El tiempo cura las heridas pero el recuerdo
queda. Me sentí traicionado, estafado, agraviado. Usted inconscientemente se
dedicó a crear en mí un sentimiento que desconocía y ¿para qué? Sólo para que
después de verla subir al desparpajo que su cuasi hombre tenía como moto, respirar
me doliera un poco más; para que cada latido de mi corazón sea un hachazo
corriendo por mis venas; para que de por vida ,al recordarla, recordara lo
triste, inútil y vano de mi desdichado existir.
Mi niñez de
soldaditos de plomo y pistoleros se truncó por largas noches de whiskys baratos
y cigarros de hoja canson. Así me hice hombre, a la fuerza. La vida complotó
con usted y juntas me sacaron de la infancia y me exiliaron con orejas de burro
al rincón de los castigados.
Con usted no
aprendí nada, pero fue mi mejor maestra. La lección, la perversa lección que me
dejó, aún hoy condiciona y rige mi
actuar cotidiano.
Si algo bueno
me está por suceder, me alejo, huyo y me escondo cobardemente, para evitar lo
que viene después, lo inevitable, el
despecho, el desengaño.
Por eso hoy,
que para Usted es un día más, para mí es un día menos. Un día menos de
sufrimiento, de espera, de tedio y agonía por esta vida que no pasa, que no
termina de pasar. Un período menos de tiempo, esa maldita sucesión de segundos interminables.

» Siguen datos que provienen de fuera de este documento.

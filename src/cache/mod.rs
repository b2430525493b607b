use anyhow::{Context, Result};
use tracing::debug;

use crate::config::AppConfig;

/// Кэш типов устройств поверх webdis (GET/SETEX по HTTP).
///
/// Кэш строго вспомогательный: корректность опроса от него не зависит.
/// Ошибка `get` отдаётся наверх и трактуется резолвером как промах,
/// ошибка `set` просто логируется.
pub struct DeviceTypeCache {
    client: reqwest::Client,
    base_url: String,
    prefix: String,
}

impl DeviceTypeCache {
    pub fn new(config: &AppConfig) -> Result<Self> {
        let client = reqwest::Client::builder()
            .timeout(config.cache_timeout())
            .build()
            .context("Не удалось создать HTTP клиент для кэша")?;
        Ok(Self {
            client,
            base_url: config.cache_base_url(),
            prefix: config.cache_key_prefix(),
        })
    }

    fn key(&self, ip: &str) -> String {
        format!("{}_{}", self.prefix, ip)
    }

    /// Читает закэшированный тип устройства. Ok(None) — промах.
    pub async fn get(&self, ip: &str) -> Result<Option<String>> {
        let url = format!("{}/GET/{}", self.base_url, self.key(ip));
        let reply: serde_json::Value = self
            .client
            .get(&url)
            .send()
            .await
            .context("Запрос GET к webdis не удался")?
            .json()
            .await
            .context("Не удалось распарсить ответ webdis")?;

        match reply.get("GET") {
            Some(serde_json::Value::String(s)) if !s.is_empty() => Ok(Some(s.clone())),
            _ => Ok(None),
        }
    }

    /// Пишет тип устройства с TTL. Запись best-effort: сбой не влияет
    /// на результат опроса.
    pub async fn set(&self, ip: &str, device_type: &str, ttl: u64) {
        let url = format!(
            "{}/SETEX/{}/{}/{}",
            self.base_url,
            self.key(ip),
            ttl,
            device_type
        );
        if let Err(e) = self.client.get(&url).send().await {
            debug!(ip, error = %e, "Не удалось записать тип устройства в кэш");
        }
    }
}
use anyhow::{Context, Result};
use serde::{Deserialize, Serialize};
use std::env;
use std::time::Duration;

pub mod settings;

pub use settings::{CacheSettings, ConnectionSettings, PolicySettings, Settings, TrapperSettings};

/// Главная конфигурация приложения
#[derive(Debug, Clone, Default, Serialize, Deserialize)]
#[serde(default)]
pub struct AppConfig {
    /// Базовые настройки
    pub settings: Settings,
}

impl AppConfig {
    /// Загружает конфигурацию из YAML файла, указанного в BFD_LLD_CONFIG,
    /// иначе использует значения по умолчанию
    pub fn load() -> Result<Self> {
        match env::var("BFD_LLD_CONFIG") {
            Ok(path) => {
                let content = std::fs::read_to_string(&path)
                    .context(format!("Не удалось прочитать файл: {}", path))?;
                serde_yml::from_str(&content).context("Не удалось распарсить YAML")
            }
            Err(_) => Ok(Self::default()),
        }
    }

    /// Получает адрес Zabbix сервера из переменной окружения или из настроек
    pub fn trapper_server(&self) -> String {
        env::var("BFD_TRAPPER_SERVER").unwrap_or_else(|_| self.settings.trapper.server.clone())
    }

    /// Получает порт trapper из переменной окружения или из настроек
    pub fn trapper_port(&self) -> u16 {
        env::var("BFD_TRAPPER_PORT")
            .ok()
            .and_then(|s| s.parse().ok())
            .unwrap_or(self.settings.trapper.port)
    }

    /// Базовый URL webdis вида http://ip:port/db
    pub fn cache_base_url(&self) -> String {
        let ip = env::var("BFD_CACHE_IP").unwrap_or_else(|_| self.settings.cache.ip.clone());
        let port = env::var("BFD_CACHE_PORT")
            .ok()
            .and_then(|s| s.parse::<u16>().ok())
            .unwrap_or(self.settings.cache.port);
        format!("http://{}:{}/{}", ip, port, self.settings.cache.db)
    }

    pub fn cache_key_prefix(&self) -> String {
        self.settings.cache.prefix.clone()
    }

    pub fn cache_ttl(&self) -> u64 {
        self.settings.cache.ttl
    }

    pub fn cache_timeout(&self) -> Duration {
        Duration::from_secs(self.settings.cache.timeout)
    }

    pub fn trapper_timeout(&self) -> Duration {
        Duration::from_secs(self.settings.trapper.timeout)
    }

    pub fn connect_timeout(&self) -> Duration {
        Duration::from_secs(self.settings.connection.connect_timeout)
    }

    pub fn read_timeout(&self) -> Duration {
        Duration::from_secs(self.settings.connection.read_timeout)
    }

    pub fn command_timeout(&self) -> Duration {
        Duration::from_secs(self.settings.connection.command_timeout)
    }

    pub fn autodetect_timeout(&self) -> Duration {
        Duration::from_secs(self.settings.connection.autodetect_timeout)
    }

    pub fn debug_config(&self) {
        tracing::debug!(
            cache = %self.cache_base_url(),
            trapper = %format!("{}:{}", self.trapper_server(), self.trapper_port()),
            ttl = self.cache_ttl(),
            "Конфигурация загружена"
        );
    }
}
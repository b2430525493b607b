use crate::vendor::VendorSchema;

/// Одна BFD сессия из таблицы соседей. После разбора не меняется.
#[derive(Debug, Clone, PartialEq)]
pub struct BfdSession {
    /// Адрес соседа
    pub neighbor: String,
    /// Локальный дискриминатор (часть до '/')
    pub session_id: String,
    /// Сырой токен состояния, как его напечатало устройство
    pub raw_state: String,
    /// Числовой код состояния: up_code схемы или 0
    pub state_code: i64,
    /// Локальный интерфейс сессии
    pub interface: String,
}

/// Результат разбора таблицы сессий
#[derive(Debug, Clone, Default)]
pub struct ParsedTable {
    pub sessions: Vec<BfdSession>,
    /// Нашлась ли строка-заголовок. Пустая таблица на устройстве —
    /// легитимный исход, а не ошибка.
    pub found: bool,
}

/// Разбирает сырой вывод вендорской команды в упорядоченный список сессий.
///
/// Заголовок — первая строка, чей первый токен равен `first_word` схемы;
/// данные — все непустые строки строго после него. Строки, в которых не
/// хватает колонок, пропускаются: разбор никогда не паникует.
pub fn parse_session_table(raw: &str, schema: &VendorSchema) -> ParsedTable {
    let lines: Vec<&str> = raw.lines().collect();
    let header = lines
        .iter()
        .position(|line| line.split_whitespace().next() == Some(schema.first_word));
    let Some(header) = header else {
        return ParsedTable::default();
    };

    let mut sessions = Vec::new();
    for line in &lines[header + 1..] {
        if line.trim().is_empty() {
            continue;
        }
        let fields: Vec<&str> = line.split_whitespace().collect();
        let (Some(neighbor), Some(session_id), Some(state), Some(interface)) = (
            fields.get(schema.neighbor),
            fields.get(schema.session_id),
            fields.get(schema.state),
            fields.get(schema.interface),
        ) else {
            continue;
        };

        // дискриминаторы приходят парой local/remote, берём локальный
        let session_id = session_id.split('/').next().unwrap_or("").to_string();
        // неизвестный токен состояния — это "down", а не ошибка
        let state_code = if *state == schema.up_token {
            schema.up_code
        } else {
            0
        };

        sessions.push(BfdSession {
            neighbor: neighbor.to_string(),
            session_id,
            raw_state: state.to_string(),
            state_code,
            interface: interface.to_string(),
        });
    }

    ParsedTable {
        sessions,
        found: true,
    }
}
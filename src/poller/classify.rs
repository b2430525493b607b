use crate::transport::{SessionError, SessionErrorKind};

/// Итоговый код ошибки одного запуска. Ровно один на запуск.
#[derive(Debug, Clone, PartialEq, Default)]
pub enum ErrorCode {
    #[default]
    None,
    Timeout,
    Auth,
    /// Прочая ошибка с текстом для summary отчёта
    Other(String),
}

impl ErrorCode {
    pub fn timeout_flag(&self) -> u8 {
        matches!(self, ErrorCode::Timeout) as u8
    }

    pub fn auth_flag(&self) -> u8 {
        matches!(self, ErrorCode::Auth) as u8
    }
}

/// Классифицирует сбой сессии в стабильный код ошибки.
///
/// Правила по порядку: таймаут транспорта — Timeout; "не нашли
/// приглашение" на хосте из особого списка — тоже Timeout (часть парка
/// сообщает о таймауте именно так); ошибка аутентификации — Auth;
/// всё остальное — Other с текстом.
pub fn classify(error: &SessionError, host_is_special: bool) -> ErrorCode {
    match error.kind {
        SessionErrorKind::Timeout => ErrorCode::Timeout,
        SessionErrorKind::PromptNotFound if host_is_special => ErrorCode::Timeout,
        SessionErrorKind::Auth => ErrorCode::Auth,
        _ => ErrorCode::Other(error.message.clone()),
    }
}

/// Проверяет, начинается ли имя хоста с одного из особых префиксов
/// (без учёта регистра)
pub fn host_is_special(host: &str, prefixes: &[String]) -> bool {
    let host = host.to_uppercase();
    prefixes
        .iter()
        .any(|prefix| host.starts_with(&prefix.to_uppercase()))
}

Un día menos de este camino a la nada que sospecho, algún día, llegará a su fin.
Espero que
entienda mi desdicha. Espero sepa aceptar su parte de culpa.
Ahora
quisiera despedirme, comencé ésta carta con la idea de desearle un feliz día del
maestro, espero no haberlo arruinado.
Feliz día
Seño!!!
Con cariño.
Pablito.
P/D.:
Disculpe la letra, aún no domino este arte de escribir con camisa de fuerza.